Journal of Estonian and Finno-Ugric linguistics
- Discipline: Linguistics
- Language: English, Estonian
- Edited by: Pärtel Lippus, Petar Kehayov

Publication details
- History: 2010–present
- Publisher: University of Tartu Press on behalf of the Institute of Estonian and General Linguistics (University of Tartu) (Estonia)
- Frequency: Biannually
- Open access: Yes
- ISO 4: Find out here

Indexing
- ISSN: 1736-8987 (print) 2228-1339 (web)
- LCCN: 2018215103
- OCLC no.: 1029762156

Links
- Journal homepage; Online access; Online archive;

= Journal of Estonian and Finno-Ugric linguistics =

Academic journal Estonian and other Finno-Ugric languages

The Journal of Estonian and Finno-Ugric linguistics (parallel Estonian title Eesti ja soome-ugri keeleteaduse ajakiri; self-abbreviation ESUKA–JEFUL) is a biannual peer-reviewed academic journal covering various linguistics aspects of Estonian and other Finno-Ugric languages. It is published by the University of Tartu Press on behalf of the Institute of Estonian and General Linguistics (University of Tartu).

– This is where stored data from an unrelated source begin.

// ============================================================
// Layer 6 — Infrastructure Layer
// ============================================================
// Handles all cross-cutting persistence that doesn't belong in
// any specific business layer:
//
//   checkpoint.rs      — Pretrained and unlearned weights via
//                        Burn's CompactRecorder, the model
//                        config, and the per-experiment
//                        evaluation_result.json.
//
//   tokenizer_store.rs — Tokenizer persistence. Builds a
//                        word-level tokenizer from the corpus
//                        on first use and reloads it later so
//                        every run encodes identically.
//
//   metrics.rs         — results.csv, one row per finished
//                        experiment.
//
// Reference: Rust Book §7 (Modules)
//            Rust Book §9 (Error Handling with anyhow)
//            Burn Book §5 (Checkpointing)

/// Model checkpoint and evaluation result storage
pub mod checkpoint;

/// Tokenizer building, saving, and loading
pub mod tokenizer_store;

/// Experiment results CSV logger
pub mod metrics;
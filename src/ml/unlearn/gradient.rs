// ============================================================
// Layer 5 — Gradient-Based Unlearning
// ============================================================
// FT / FT_l1   descend cross-entropy on retain; the L1 variant adds
//              alpha·(1 − e/E)·‖θ‖₁ which decays linearly to zero
// GA / GA_l1   ascend cross-entropy on forget (descend its negative)
// RL           descend cross-entropy on forget with uniformly random
//              labels, then on retain with true labels
// retrain      fresh initialisation trained on retain only
//
// All of them reuse `run_epoch` with a method-specific objective.

use anyhow::Result;
use burn::{
    module::{ModuleVisitor, ParamId},
    nn::loss::CrossEntropyLoss,
    optim::AdamConfig,
    prelude::*,
    tensor::backend::AutodiffBackend,
};
use rand::{rngs::StdRng, Rng, SeedableRng};

use super::{UnlearnMethod, UnlearnSettings};
use crate::data::batcher::ClassifyBatch;
use crate::data::loaders::SplitLoaders;
use crate::domain::result::Split;
use crate::ml::model::TextClassifier;
use crate::ml::trainer::run_epoch;

// ─── L1 penalty ───────────────────────────────────────────────────────────────
struct L1Norm<B: Backend> {
    total: Option<Tensor<B, 1>>,
}

impl<B: Backend> ModuleVisitor<B> for L1Norm<B> {
    fn visit_float<const D: usize>(&mut self, _id: ParamId, tensor: &Tensor<B, D>) {
        let norm = tensor.clone().abs().sum();
        self.total = Some(match self.total.take() {
            Some(total) => total + norm,
            None        => norm,
        });
    }
}

/// Sum of absolute values over every float parameter.
pub fn l1_norm<B: Backend>(model: &TextClassifier<B>, device: &B::Device) -> Tensor<B, 1> {
    let mut visitor = L1Norm { total: None };
    model.visit(&mut visitor);
    visitor.total.unwrap_or_else(|| Tensor::zeros([1], device))
}

/// L1 weight for epoch `epoch` (0-based) of `epochs`.
pub fn l1_schedule(alpha: f64, epoch: usize, epochs: usize) -> f64 {
    if epochs == 0 {
        return 0.0;
    }
    alpha * (1.0 - epoch as f64 / epochs as f64)
}

fn ce<B: Backend>(criterion: &CrossEntropyLoss<B>, model: &TextClassifier<B>, batch: ClassifyBatch<B>) -> Tensor<B, 1> {
    let logits = model.forward(batch.input_ids, batch.attention_mask);
    criterion.forward(logits, batch.labels)
}

fn with_l1<B: Backend>(loss: Tensor<B, 1>, model: &TextClassifier<B>, weight: f64) -> Tensor<B, 1> {
    if weight == 0.0 {
        return loss;
    }
    let device = loss.device();
    loss + l1_norm(model, &device).mul_scalar(weight)
}

// ─── FT / FT_l1 ───────────────────────────────────────────────────────────────
pub struct FineTune {
    pub l1: bool,
}

impl FineTune {
    fn label(&self) -> &'static str {
        if self.l1 { "FT_l1" } else { "FT" }
    }
}

impl<B: AutodiffBackend> UnlearnMethod<B> for FineTune {
    fn name(&self) -> &'static str {
        self.label()
    }

    fn unlearn(
        &self,
        loaders:   &SplitLoaders<B>,
        mut model: TextClassifier<B>,
        criterion: &CrossEntropyLoss<B>,
        settings:  &UnlearnSettings,
    ) -> Result<TextClassifier<B>> {
        let mut optim = AdamConfig::new().init::<B, TextClassifier<B>>();
        for epoch in 0..settings.epochs {
            let weight = if self.l1 { l1_schedule(settings.alpha, epoch, settings.epochs) } else { 0.0 };
            let (next, loss) = run_epoch(model, &mut optim, &loaders.train(Split::Retain), settings.lr, |m, b| {
                with_l1(ce(criterion, m, b), m, weight)
            });
            model = next;
            tracing::info!(method = self.label(), epoch, loss, "Unlearning epoch");
        }
        Ok(model)
    }
}

// ─── GA / GA_l1 ───────────────────────────────────────────────────────────────
pub struct GradientAscent {
    pub l1: bool,
}

impl GradientAscent {
    fn label(&self) -> &'static str {
        if self.l1 { "GA_l1" } else { "GA" }
    }
}

impl<B: AutodiffBackend> UnlearnMethod<B> for GradientAscent {
    fn name(&self) -> &'static str {
        self.label()
    }

    fn unlearn(
        &self,
        loaders:   &SplitLoaders<B>,
        mut model: TextClassifier<B>,
        criterion: &CrossEntropyLoss<B>,
        settings:  &UnlearnSettings,
    ) -> Result<TextClassifier<B>> {
        let mut optim = AdamConfig::new().init::<B, TextClassifier<B>>();
        for epoch in 0..settings.epochs {
            let weight = if self.l1 { l1_schedule(settings.alpha, epoch, settings.epochs) } else { 0.0 };
            let (next, loss) = run_epoch(model, &mut optim, &loaders.train(Split::Forget), settings.lr, |m, b| {
                with_l1(ce(criterion, m, b).neg(), m, weight)
            });
            model = next;
            tracing::info!(method = self.label(), epoch, loss, "Unlearning epoch");
        }
        Ok(model)
    }
}

// ─── RL ───────────────────────────────────────────────────────────────────────
pub struct RandomLabel;

impl<B: AutodiffBackend> UnlearnMethod<B> for RandomLabel {
    fn name(&self) -> &'static str {
        "RL"
    }

    fn unlearn(
        &self,
        loaders:   &SplitLoaders<B>,
        mut model: TextClassifier<B>,
        criterion: &CrossEntropyLoss<B>,
        settings:  &UnlearnSettings,
    ) -> Result<TextClassifier<B>> {
        let nb_class = settings.model.nb_class.max(1);
        let mut rng = StdRng::seed_from_u64(settings.seed);
        let mut optim = AdamConfig::new().init::<B, TextClassifier<B>>();

        for epoch in 0..settings.epochs {
            let (next, forget_loss) = run_epoch(model, &mut optim, &loaders.train(Split::Forget), settings.lr, |m, b| {
                let n = b.size();
                let labels: Vec<i64> = (0..n).map(|_| rng.gen_range(0..nb_class) as i64).collect();
                let random = Tensor::<B, 1, Int>::from_data(TensorData::new(labels, [n]), &b.labels.device());
                criterion.forward(m.forward(b.input_ids, b.attention_mask), random)
            });
            let (next, retain_loss) = run_epoch(next, &mut optim, &loaders.train(Split::Retain), settings.lr, |m, b| {
                ce(criterion, m, b)
            });
            model = next;
            tracing::info!(method = "RL", epoch, forget_loss, retain_loss, "Unlearning epoch");
        }
        Ok(model)
    }
}

// ─── retrain ──────────────────────────────────────────────────────────────────
pub struct Retrain;

impl<B: AutodiffBackend> UnlearnMethod<B> for Retrain {
    fn name(&self) -> &'static str {
        "retrain"
    }

    fn needs_pretrained(&self) -> bool {
        false
    }

    fn unlearn(
        &self,
        loaders:   &SplitLoaders<B>,
        _model:    TextClassifier<B>,
        criterion: &CrossEntropyLoss<B>,
        settings:  &UnlearnSettings,
    ) -> Result<TextClassifier<B>> {
        B::seed(settings.seed);
        let mut model = settings.model.init::<B>(loaders.device());
        let mut optim = AdamConfig::new().init::<B, TextClassifier<B>>();
        for epoch in 0..settings.epochs {
            let (next, loss) = run_epoch(model, &mut optim, &loaders.train(Split::Retain), settings.lr, |m, b| {
                ce(criterion, m, b)
            });
            model = next;
            tracing::info!(method = "retrain", epoch, loss, "Unlearning epoch");
        }
        Ok(model)
    }
}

The founding editor was Urmas Sutrop; current editors are Pärtel Lippus and Petar Kehayov. The journal was established in 2010 and publishes articles in English and Estonian. Volumes are published both in print version and in open access web version.

==Abstracting and indexing==
The journal is abstracted and indexed in the Emerging Sources Citation Index and Scopus.